TASK INSTRUCTIONS — Look through the data below for the line with "with the config" and the line with "or unexpected fields", then output those two and all lines in between, exactly as written.

RECORDS TO PROCESS —
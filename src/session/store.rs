//! The per-session scratch directory.
//!
//! Each session directory holds exactly two files:
//!
//! - `env` - the baseline environment snapshot, in the [`codec`](crate::env::codec) format
//! - `cur` - the name of the active project, or nothing
//!
//! Both are created empty when the directory is first opened. Nothing here is
//! locked; two invocations racing on the same session can interleave.

use std::{
    fs::{self, DirBuilder, OpenOptions},
    os::unix::fs::DirBuilderExt,
    path::{Path, PathBuf},
};

use crate::env::{self, EnvSnapshot};
use crate::error::{Result, SworkError};

use super::SessionIdentity;

/// File holding the baseline environment.
pub const ENV_FILE: &str = "env";

/// File holding the active project name.
pub const CUR_FILE: &str = "cur";

/// Handle on one session directory.
#[derive(Clone, Debug)]
pub struct SessionStore {
    dir: PathBuf,
}

impl SessionStore {
    /// Open the directory for `identity` under `root`, creating it if needed.
    ///
    /// # Errors
    ///
    /// Returns [`SworkError::Session`] if the directory or its files cannot be created.
    pub fn resolve(root: &Path, identity: &SessionIdentity) -> Result<Self> {
        Self::open(root.join(identity.dir_name()))
    }

    /// Open (and lazily create) a session directory at an explicit path.
    ///
    /// The session directory is private to the user because the snapshot holds
    /// the full environment.
    ///
    /// # Errors
    ///
    /// Returns [`SworkError::Session`] if the directory or its files cannot be created.
    pub fn open(dir: impl Into<PathBuf>) -> Result<Self> {
        let dir = dir.into();

        if !dir.is_dir() {
            DirBuilder::new()
                .recursive(true)
                .mode(0o700)
                .create(&dir)
                .map_err(|e| SworkError::session(&dir, &e))?;
            tracing::debug!(dir = %dir.display(), "created session directory");
        }

        let store = Self { dir };
        for name in [ENV_FILE, CUR_FILE] {
            store.touch(name)?;
        }

        Ok(store)
    }

    /// Path of the session directory.
    #[must_use]
    pub fn dir(&self) -> &Path {
        &self.dir
    }

    fn path(&self, name: &str) -> PathBuf {
        self.dir.join(name)
    }

    fn touch(&self, name: &str) -> Result<()> {
        let path = self.path(name);
        OpenOptions::new()
            .create(true)
            .append(true)
            .open(&path)
            .map(drop)
            .map_err(|e| SworkError::session(path, &e))
    }

    /// Whether no baseline has been captured yet.
    ///
    /// # Errors
    ///
    /// Returns [`SworkError::Session`] if the `env` file cannot be inspected.
    pub fn is_env_snapshot_empty(&self) -> Result<bool> {
        let path = self.path(ENV_FILE);
        let metadata = fs::metadata(&path).map_err(|e| SworkError::session(path, &e))?;
        Ok(metadata.len() == 0)
    }

    /// Read the stored baseline.
    ///
    /// # Errors
    ///
    /// Returns [`SworkError::Session`] if the file cannot be read or decoded.
    pub fn read_snapshot(&self) -> Result<EnvSnapshot> {
        let path = self.path(ENV_FILE);
        let data = fs::read(&path).map_err(|e| SworkError::session(&path, &e))?;

        env::decode(&data).map_err(|e| SworkError::Session {
            path,
            reason: e.to_string(),
        })
    }

    /// Overwrite the stored baseline.
    ///
    /// A snapshot that encodes to nothing is stored as a single empty line, so
    /// the file still marks the baseline as captured.
    ///
    /// # Errors
    ///
    /// Returns [`SworkError::Session`] if the file cannot be written.
    pub fn write_snapshot(&self, snapshot: &EnvSnapshot) -> Result<()> {
        let path = self.path(ENV_FILE);
        let mut data = env::encode(snapshot);
        if data.is_empty() {
            data.push(b'\n');
        }

        fs::write(&path, data).map_err(|e| SworkError::session(path, &e))
    }

    /// Capture `current` as the baseline unless one already exists, and
    /// return the stored baseline.
    ///
    /// # Errors
    ///
    /// Returns [`SworkError::Session`] if the `env` file cannot be read or written.
    pub fn ensure_baseline(&self, current: &EnvSnapshot) -> Result<EnvSnapshot> {
        if self.is_env_snapshot_empty()? {
            tracing::info!(
                path = %self.path(ENV_FILE).display(),
                "saving environment"
            );
            self.write_snapshot(current)?;
        }

        self.read_snapshot()
    }

    /// Read the active project name, if any.
    ///
    /// # Errors
    ///
    /// Returns [`SworkError::Session`] if the `cur` file cannot be read.
    pub fn read_active(&self) -> Result<Option<String>> {
        let path = self.path(CUR_FILE);
        let content = fs::read_to_string(&path).map_err(|e| SworkError::session(path, &e))?;
        let name = content.strip_suffix('\n').unwrap_or(&content);

        Ok((!name.is_empty()).then(|| name.to_string()))
    }

    /// Record `name` as the active project, or clear the marker with `None`.
    ///
    /// # Errors
    ///
    /// Returns [`SworkError::Session`] if the `cur` file cannot be written.
    pub fn write_active(&self, name: Option<&str>) -> Result<()> {
        let path = self.path(CUR_FILE);
        fs::write(&path, name.unwrap_or_default()).map_err(|e| SworkError::session(path, &e))
    }
}
//! Per-terminal session state.
//!
//! ## Main Parts
//!
//! - [`SessionIdentity`] - Terminal device plus shell pid, recomputed on each run
//! - [`SessionStore`] - The scratch directory holding the `env` and `cur` files
//! - [`SessionContext`] - Everything one invocation knows about its session

pub mod context;
pub mod identity;
pub mod store;

pub use context::SessionContext;
pub use identity::SessionIdentity;
pub use store::SessionStore;
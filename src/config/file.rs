//! Configuration file support for persistent settings.
//!
//! This module loads an optional TOML file located at
//! `~/.config/swork/config.toml` (or the platform-specific equivalent). Values
//! in the file serve as defaults that CLI arguments and environment variables
//! override.
//!
//! # Layering
//!
//! The precedence order is: **CLI argument > environment > config file > hardcoded default**.
//!
//! # Example config
//!
//! ```toml
//! registry = "~/.config/swork/projects.json"
//! session_root = "/tmp/swork"
//! editor = "nvim"
//! ```

use std::path::{Path, PathBuf};

use serde::Deserialize;

/// Top-level configuration file structure.
///
/// All fields are `Option<T>` so we can tell which values the file sets and
/// layer them under the CLI and environment.
#[derive(Deserialize, Default, Debug)]
#[serde(deny_unknown_fields)]
pub struct FileConfig {
    /// Path of the project registry (JSON)
    pub registry: Option<PathBuf>,

    /// Directory holding one scratch directory per terminal session
    pub session_root: Option<PathBuf>,

    /// Editor command used by `swork add` to create activation scripts
    pub editor: Option<String>,
}

/// Expand a leading `~` in a path to the user's home directory.
///
/// Paths that don't start with `~` are returned unchanged.
#[must_use]
pub fn expand_tilde(path: &Path) -> PathBuf {
    if let Ok(rest) = path.strip_prefix("~")
        && let Some(home) = dirs::home_dir()
    {
        return home.join(rest);
    }
    path.to_path_buf()
}

impl FileConfig {
    /// Returns the path where the configuration file is expected.
    ///
    /// The file lives at `<config_dir>/swork/config.toml`, where `<config_dir>`
    /// is the platform-specific configuration directory (e.g. `~/.config` on
    /// Linux).
    ///
    /// # Returns
    ///
    /// `Some(PathBuf)` with the config file path, or `None` if the config
    /// directory cannot be determined.
    #[must_use]
    pub fn config_path() -> Option<PathBuf> {
        dirs::config_dir().map(|p| p.join("swork").join("config.toml"))
    }

    /// Load configuration from the default config file location.
    ///
    /// If the config file doesn't exist, returns a default (empty) configuration.
    ///
    /// # Errors
    ///
    /// Returns an error if:
    /// - The config file exists but cannot be read
    /// - The config file exists but contains invalid TOML or unexpected fields
    pub fn load() -> anyhow::Result<Self> {
        let Some(path) = Self::config_path() else {
            return Ok(Self::default());
        };

        Self::load_from(&path)
    }

    /// Load configuration from an explicit path, with the same rules as [`FileConfig::load`].
    ///
    /// # Errors
    ///
    /// Same as [`FileConfig::load`].
    pub fn load_from(path: &Path) -> anyhow::Result<Self> {
        if !path.exists() {
            return Ok(Self::default());
        }

        let content = std::fs::read_to_string(path).map_err(|e| {
            anyhow::anyhow!("Failed to read config file at {}: {e}", path.display())
        })?;

        let config: Self = toml::from_str(&content).map_err(|e| {
            anyhow::anyhow!("Failed to parse config file at {}: {e}", path.display())
        })?;

        Ok(config)
    }
}
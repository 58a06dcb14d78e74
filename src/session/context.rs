//! The explicit state one invocation operates on.

use std::path::{Path, PathBuf};

use crate::env::EnvSnapshot;
use crate::error::{Result, SworkError};

use super::SessionStore;

/// Session state for a single invocation.
///
/// Built once at startup and handed to every operation, so nothing below the
/// binary reads the process environment or the working directory directly.
#[derive(Debug)]
pub struct SessionContext {
    store: SessionStore,

    /// The environment captured on the first invocation of this session
    baseline: EnvSnapshot,

    /// The active project, as last persisted or as changed by this invocation
    active: Option<String>,

    /// The directory the shell was in when it invoked the tool
    invocation_dir: PathBuf,

    /// The environment inherited from the invoking shell
    current_env: EnvSnapshot,
}

impl SessionContext {
    /// Load the session, capturing the baseline first if none exists yet.
    ///
    /// # Errors
    ///
    /// Returns [`SworkError::Session`] if the session files cannot be read or written.
    pub fn load(
        store: SessionStore,
        current_env: EnvSnapshot,
        invocation_dir: PathBuf,
    ) -> Result<Self> {
        let baseline = store.ensure_baseline(&current_env)?;
        let active = store.read_active()?;

        Ok(Self {
            store,
            baseline,
            active,
            invocation_dir,
            current_env,
        })
    }

    /// Work out where the shell was invoked from.
    ///
    /// `PWD` is preferred over the resolved working directory so symlinked
    /// paths come back the way the user typed them.
    ///
    /// # Errors
    ///
    /// Returns [`SworkError::Io`] if `PWD` is unset and the working directory
    /// cannot be determined.
    pub fn invocation_dir_from(env: &EnvSnapshot) -> Result<PathBuf> {
        if let Some(pwd) = env.get("PWD")
            && !pwd.is_empty()
        {
            return Ok(PathBuf::from(pwd));
        }

        std::env::current_dir().map_err(|e| SworkError::io("reading the working directory", e))
    }

    #[must_use]
    pub fn store(&self) -> &SessionStore {
        &self.store
    }

    #[must_use]
    pub fn baseline(&self) -> &EnvSnapshot {
        &self.baseline
    }

    #[must_use]
    pub fn current_env(&self) -> &EnvSnapshot {
        &self.current_env
    }

    #[must_use]
    pub fn invocation_dir(&self) -> &Path {
        &self.invocation_dir
    }

    #[must_use]
    pub fn active(&self) -> Option<&str> {
        self.active.as_deref()
    }

    pub(crate) fn set_active(&mut self, name: Option<String>) {
        self.active = name;
    }

    pub(crate) fn take_active(&mut self) -> Option<String> {
        self.active.take()
    }

    /// Write the active-project marker back to the session directory.
    ///
    /// # Errors
    ///
    /// Returns [`SworkError::Session`] if the `cur` file cannot be written.
    pub fn persist(&self) -> Result<()> {
        self.store.write_active(self.active())
    }
}
//! Terminal session identification.
//!
//! A session is keyed by the terminal device on standard input plus the pid of
//! the invoking shell. Neither is stored anywhere; both
//! are recomputed on every invocation.

use std::{
    ffi::CStr,
    io::{self, IsTerminal},
    os::unix::process::parent_id,
};

use crate::error::{Result, SworkError};

/// Identity of one terminal session.
#[derive(Clone, Debug, PartialEq, Eq)]
pub struct SessionIdentity {
    /// Terminal device name without `/dev/`, with `/` replaced by `_` (e.g. `pts_3`)
    tty: String,

    /// Pid of the invoking shell
    shell_pid: u32,
}

impl SessionIdentity {
    /// Build an identity from a raw terminal path (e.g. `/dev/pts/3`) and a pid.
    #[must_use]
    pub fn new(tty_path: &str, shell_pid: u32) -> Self {
        Self {
            tty: sanitize_tty(tty_path),
            shell_pid,
        }
    }

    /// Identify the session this process runs in.
    ///
    /// The recommended wrapper (`eval "$(swork ...)"`) runs us as a simple
    /// command substitution, which the shell execs directly, so our parent is
    /// the interactive shell itself.
    ///
    /// # Errors
    ///
    /// Returns [`SworkError::NoTerminal`] if standard input is not a terminal.
    pub fn detect() -> Result<Self> {
        let shell_pid = parent_id();
        tracing::debug!(shell_pid, "identifying session");

        let tty = terminal_path()?;
        tracing::debug!(%tty, shell_pid, "resolved session identity");
        Ok(Self::new(&tty, shell_pid))
    }

    /// Name of this session's directory under the session root.
    #[must_use]
    pub fn dir_name(&self) -> String {
        format!("{}_{}", self.tty, self.shell_pid)
    }
}

fn sanitize_tty(path: &str) -> String {
    path.strip_prefix("/dev/")
        .unwrap_or(path)
        .replace('/', "_")
}

fn terminal_path() -> Result<String> {
    if !io::stdin().is_terminal() {
        return Err(SworkError::NoTerminal(
            "standard input is not attached to a terminal".to_string(),
        ));
    }

    let mut buf = [0 as libc::c_char; 256];
    // SAFETY: `buf` is valid for `buf.len()` bytes and ttyname_r NUL-terminates on success.
    let rc = unsafe { libc::ttyname_r(libc::STDIN_FILENO, buf.as_mut_ptr(), buf.len()) };
    if rc != 0 {
        return Err(SworkError::NoTerminal(
            io::Error::from_raw_os_error(rc).to_string(),
        ));
    }

    // SAFETY: ttyname_r succeeded, so `buf` holds a NUL-terminated string.
    let name = unsafe { CStr::from_ptr(buf.as_ptr()) };
    Ok(name.to_string_lossy().into_owned())
}
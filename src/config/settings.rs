//! Resolved settings for one invocation.

use std::path::{Path, PathBuf};

use crate::env::EnvSnapshot;
use crate::error::{Result, SworkError};
use crate::registry::Registry;

use super::{FileConfig, file::expand_tilde};

/// Editor used when neither the config file nor `$EDITOR` names one.
pub const FALLBACK_EDITOR: &str = "vi";

/// Settings after layering CLI, environment, config file, and defaults.
#[derive(Clone, Debug, PartialEq, Eq)]
pub struct Settings {
    /// Registry file path
    pub registry: PathBuf,

    /// Parent of all session directories
    pub session_root: PathBuf,

    /// Editor command for `swork add`
    pub editor: String,
}

impl Settings {
    /// Layer the sources into final settings.
    ///
    /// `registry_flag` is the value of `--registry` (or `SWORK_REGISTRY`, which
    /// clap folds into the same argument).
    ///
    /// # Errors
    ///
    /// Returns [`SworkError::Usage`] if no registry path is given and the home
    /// directory cannot be determined.
    pub fn resolve(
        registry_flag: Option<&Path>,
        file: &FileConfig,
        env: &EnvSnapshot,
    ) -> Result<Self> {
        let registry = match (registry_flag, &file.registry) {
            (Some(flag), _) => expand_tilde(flag),
            (None, Some(configured)) => expand_tilde(configured),
            (None, None) => Registry::default_path().ok_or_else(|| {
                SworkError::Usage(
                    "cannot determine the home directory; pass --registry".to_string(),
                )
            })?,
        };

        let session_root = file.session_root.as_deref().map_or_else(
            || std::env::temp_dir().join("swork"),
            expand_tilde,
        );

        let editor = file
            .editor
            .clone()
            .or_else(|| {
                env.get("EDITOR")
                    .filter(|value| !value.is_empty())
                    .map(|value| value.to_string_lossy().into_owned())
            })
            .unwrap_or_else(|| FALLBACK_EDITOR.to_string());

        Ok(Self {
            registry,
            session_root,
            editor,
        })
    }
}
//! The in-memory form of a captured environment.

use std::{
    collections::BTreeMap,
    ffi::{OsStr, OsString},
};

/// An environment captured at one point in time.
///
/// Names and values are kept as raw `OsString`s so values holding arbitrary
/// bytes (newlines, colons, invalid UTF-8) survive unchanged. Entries are
/// ordered by name, which keeps both the session file and the rendered script
/// stable from one invocation to the next.
#[derive(Clone, Debug, Default, PartialEq, Eq)]
pub struct EnvSnapshot(BTreeMap<OsString, OsString>);

impl EnvSnapshot {
    /// Create an empty snapshot.
    #[must_use]
    pub fn new() -> Self {
        Self::default()
    }

    /// Capture the environment of the current process.
    #[must_use]
    pub fn from_process() -> Self {
        std::env::vars_os().collect()
    }

    /// Set `name` to `value`, replacing any previous value.
    pub fn insert(&mut self, name: impl Into<OsString>, value: impl Into<OsString>) {
        self.0.insert(name.into(), value.into());
    }

    /// Look up the value of `name`.
    #[must_use]
    pub fn get(&self, name: impl AsRef<OsStr>) -> Option<&OsStr> {
        self.0.get(name.as_ref()).map(OsString::as_os_str)
    }

    /// Whether `name` is set.
    #[must_use]
    pub fn contains(&self, name: impl AsRef<OsStr>) -> bool {
        self.0.contains_key(name.as_ref())
    }

    /// Iterate over the variable names in order.
    pub fn names(&self) -> impl Iterator<Item = &OsStr> {
        self.0.keys().map(OsString::as_os_str)
    }

    /// Iterate over `(name, value)` pairs in name order.
    pub fn iter(&self) -> impl Iterator<Item = (&OsStr, &OsStr)> {
        self.0.iter().map(|(k, v)| (k.as_os_str(), v.as_os_str()))
    }

    #[must_use]
    pub fn len(&self) -> usize {
        self.0.len()
    }

    #[must_use]
    pub fn is_empty(&self) -> bool {
        self.0.is_empty()
    }
}

impl<K: Into<OsString>, V: Into<OsString>> FromIterator<(K, V)> for EnvSnapshot {
    fn from_iter<I: IntoIterator<Item = (K, V)>>(iter: I) -> Self {
        Self(
            iter.into_iter()
                .map(|(k, v)| (k.into(), v.into()))
                .collect(),
        )
    }
}
//! The project registry.
//!
//! The registry is a JSON object stored at `$HOME/.sworkrc` (by default)
//! mapping project names to a root directory and the commands that set the
//! project up and tear it down.
//!
//! ## Main Parts
//!
//! - [`ProjectEntry`] - One project's root, start command, and teardown command
//! - [`Registry`] - The whole file, loaded and validated as a unit

pub mod entry;
pub mod file;

pub use entry::ProjectEntry;
pub use file::Registry;
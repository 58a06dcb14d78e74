//! Launching the user's editor.

use std::{
    io,
    os::fd::AsFd,
    path::Path,
    process::{Command, Stdio},
};

use crate::error::{Result, SworkError};

/// Open `path` in `editor` and wait for it to exit.
///
/// `editor` may carry arguments (`"code -w"`); it is split on whitespace. The
/// editor's stdout is pointed at our stderr so nothing it prints ends up in
/// the command stream the shell evaluates.
///
/// # Errors
///
/// - [`SworkError::Usage`] if `editor` is blank
/// - [`SworkError::Io`] if the editor cannot be spawned
/// - [`SworkError::Subprocess`] if it exits unsuccessfully
pub fn edit_file(editor: &str, path: &Path) -> Result<()> {
    let mut words = editor.split_whitespace();
    let Some(program) = words.next() else {
        return Err(SworkError::Usage("no editor configured".to_string()));
    };

    let stdout = io::stderr()
        .as_fd()
        .try_clone_to_owned()
        .map_err(|e| SworkError::io("duplicating stderr for the editor", e))?;

    tracing::debug!(editor = program, path = %path.display(), "launching editor");
    let status = Command::new(program)
        .args(words)
        .arg(path)
        .stdout(Stdio::from(stdout))
        .status()
        .map_err(|e| SworkError::io(format!("launching editor `{program}`"), e))?;

    if status.success() {
        Ok(())
    } else {
        Err(SworkError::Subprocess {
            program: program.to_string(),
            status: status.to_string(),
        })
    }
}

#[cfg(test)]
mod tests {
    use super::*;
    use tempfile::TempDir;

    #[test]
    fn test_blank_editor_is_usage_error() {
        let err = edit_file("  ", Path::new("/tmp/x")).unwrap_err();
        assert!(matches!(err, SworkError::Usage(_)));
    }

    #[test]
    fn test_successful_editor() {
        let tmp = TempDir::new().unwrap();
        edit_file("true", &tmp.path().join("file")).unwrap();
    }

    #[test]
    fn test_editor_receives_path() {
        let tmp = TempDir::new().unwrap();
        let target = tmp.path().join("created");

        edit_file("touch", &target).unwrap();
        assert!(target.is_file());
    }

    #[test]
    fn test_editor_arguments_are_passed() {
        let tmp = TempDir::new().unwrap();
        let target = tmp.path().join("a").join("b");

        edit_file("mkdir -p", &target).unwrap();
        assert!(target.is_dir());
    }

    #[test]
    fn test_failing_editor() {
        let tmp = TempDir::new().unwrap();
        let err = edit_file("false", &tmp.path().join("file")).unwrap_err();
        assert!(matches!(err, SworkError::Subprocess { .. }));
    }

    #[test]
    fn test_missing_editor() {
        let tmp = TempDir::new().unwrap();
        let err = edit_file("definitely-not-an-editor-9f2c", &tmp.path().join("f")).unwrap_err();
        assert!(matches!(err, SworkError::Io { .. }));
    }
}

EXERCISE OUTPUT —
    /// `Some(PathBuf)` with the config file path, or `None` if the config
    /// directory cannot be determined.
    #[must_use]
    pub fn config_path() -> Option<PathBuf> {
        dirs::config_dir().map(|p| p.join("swork").join("config.toml"))
    }

    /// Load configuration from the default config file location.
    ///
    /// If the config file doesn't exist, returns a default (empty) configuration.
    ///
    /// # Errors
    ///
    /// Returns an error if:
    /// - The config file exists but cannot be read
    /// - The config file exists but contains invalid TOML or unexpected fields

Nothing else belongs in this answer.